Experiment: functional concepts in C

  • Thread starter Ertugrul Söylemez
  • Start date
E

Ertugrul Söylemez

Richard said:
Ertugrul Söylemez said:
jacob navia said:
You are completely WRONG.

You could use some improvement in your reasoning. =)
A small program has many advantages:

[a lot of irrelevant crap]

I'm not coding like a pig. Cleaning up properly is not bloat, and
that's all I'm talking about.

However, even if I were talking about bloat, your reasoning is still
nonsense. You're programming in C after all. To get maximum speed,
you need to program in Assembler.

No you dont. More often than not a modern compiler will pick better
instruction sequences than you will. Sure you might revert to
assembler in some corner cases where it makes sense and you know
certain tricks or have certain needs that compiler can not be hinted
at.

Programming in C means giving up performance.
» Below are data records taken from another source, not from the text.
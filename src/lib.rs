//! Cheddar Defense - a single-screen arcade shooter
//!
//! Core modules:
//! - `sim`: Deterministic simulation (movement, collisions, spawning, game state)
//! - `session`: Owns the simulation and routes its events to audio and storage
//! - `renderer`: HUD math and the 2D canvas renderer
//! - `platform`: Input mapping and frame timing
//! - `persistence`: Key-value storage (LocalStorage on web)
//! - `highscores`: High score and top-5 leaderboard

pub mod audio;
pub mod error;
pub mod highscores;
pub mod persistence;
pub mod platform;
pub mod renderer;
pub mod session;
pub mod settings;
pub mod sim;

pub use error::{PurchaseError, StartupError, StorageError};
pub use highscores::{HighScore, Leaderboard};
pub use session::Session;
pub use settings::Settings;

use glam::Vec2;

/// Game configuration constants
pub mod consts {
    /// Fixed simulation rate (display-synchronized, ~60 Hz)
    pub const TICKS_PER_SEC: u32 = 60;
    /// Fixed simulation timestep in seconds
    pub const SIM_DT: f32 = 1.0 / TICKS_PER_SEC as f32;
    /// Milliseconds of game clock per tick
    pub const TICK_MS: f64 = 1000.0 / TICKS_PER_SEC as f64;
    /// Maximum substeps per frame to prevent spiral of death
    pub const MAX_SUBSTEPS: u32 = 8;

    /// Default arena size (matches the canvas before any resize)
    pub const ARENA_WIDTH: f32 = 1000.0;
    pub const ARENA_HEIGHT: f32 = 700.0;

    /// Player defaults
    pub const PLAYER_SIZE: f32 = 32.0;
    pub const PLAYER_SPEED: f32 = 5.0;
    pub const PLAYER_MAX_HEALTH: u32 = 5;
    /// Speed multiplier while dashing
    pub const DASH_SPEED_MULT: f32 = 3.5;
    pub const DASH_DURATION_TICKS: u32 = 15;
    pub const DASH_COOLDOWN_TICKS: u32 = 60;

    /// Bullets
    pub const BULLET_SPEED: f32 = 18.0;
    /// Collision padding added to every target's shape
    pub const BULLET_RADIUS: f32 = 7.0;
    /// Base delay between shots (ms)
    pub const FIRE_DELAY_BASE_MS: u32 = 80;
    /// No fire delay (base, rapid-fire or upgraded) drops below this
    pub const FIRE_DELAY_FLOOR_MS: u32 = 20;

    /// Boss
    pub const BOSS_RADIUS: f32 = 40.0;
    pub const BOSS_SPEED: f32 = 2.0;
    pub const BOSS_SPAWN_Y: f32 = 80.0;
    pub const BOSS_FIRST_THRESHOLD: f64 = 50.0;
    pub const BOSS_THRESHOLD_STEP: f64 = 50.0;
    pub const BOSS_BONUS: f64 = 25.0;
    pub const BOSS_CONTACT_DAMAGE: u32 = 2;
    pub const BOSS_KNOCKBACK: f32 = 60.0;
    /// Boss warning display (2 seconds)
    pub const BOSS_WARNING_TICKS: u32 = 120;

    /// Enemies spawn this far outside the arena edge
    pub const ENEMY_SPAWN_MARGIN: f32 = 30.0;
    pub const ENEMY_SPAWN_INTERVAL_MS: f64 = 1000.0;

    /// Passive survival score
    pub const SURVIVAL_SCORE: f64 = 0.5;
    pub const SURVIVAL_INTERVAL_MS: f64 = 1000.0;

    /// Power-ups
    pub const POWERUP_FIRST_SPAWN_TICKS: i32 = 600;
    pub const POWERUP_RESPAWN_MIN_TICKS: i32 = 600;
    pub const POWERUP_RESPAWN_MAX_TICKS: i32 = 1200;
    /// Power-ups never spawn closer than this to an edge
    pub const POWERUP_EDGE_MARGIN: f32 = 40.0;
    /// Added to player size for the pickup radius
    pub const POWERUP_PICKUP_PAD: f32 = 10.0;
    pub const RAPID_FIRE_TICKS: u32 = 600;
    pub const SHIELD_TICKS: u32 = 600;
    pub const HEAL_AMOUNT: u32 = 2;
    pub const SCORE_POWERUP_BONUS: f64 = 50.0;

    /// Score needed per difficulty level
    pub const DIFFICULTY_STEP: f64 = 120.0;
    /// Score per shop milestone (3 waves)
    pub const SHOP_STEP: u64 = 360;

    /// Visual counters
    pub const HIT_FLASH_TICKS: u32 = 20;
    pub const DASH_SHAKE_TICKS: u32 = 10;
    pub const SCORE_POPUP_TICKS: u32 = 30;
    /// Game-over fade counts up to this before the panel is shown
    pub const GAME_OVER_FADE_TICKS: u32 = 60;
}

/// Unit vector from `from` toward `to`, or zero when they coincide
#[inline]
pub fn direction_to(from: Vec2, to: Vec2) -> Vec2 {
    (to - from).normalize_or_zero()
}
Yes, of course the
compiler will optimize better than you, but to get the _best_ code there
is only one option: Assembler. In fact to get the fastest executable
file, even assembler won't be enough. The linker may choose nonoptimal
arrangements and make the file unnecessarily big.

Of course the differences are neglible, but Jacob seems to care about
them. And if he says that he doesn't care about them, he implicitly
admits that he might have got his priorities wrong.

In one instance yes. Not in millions of iterations. Are you a student?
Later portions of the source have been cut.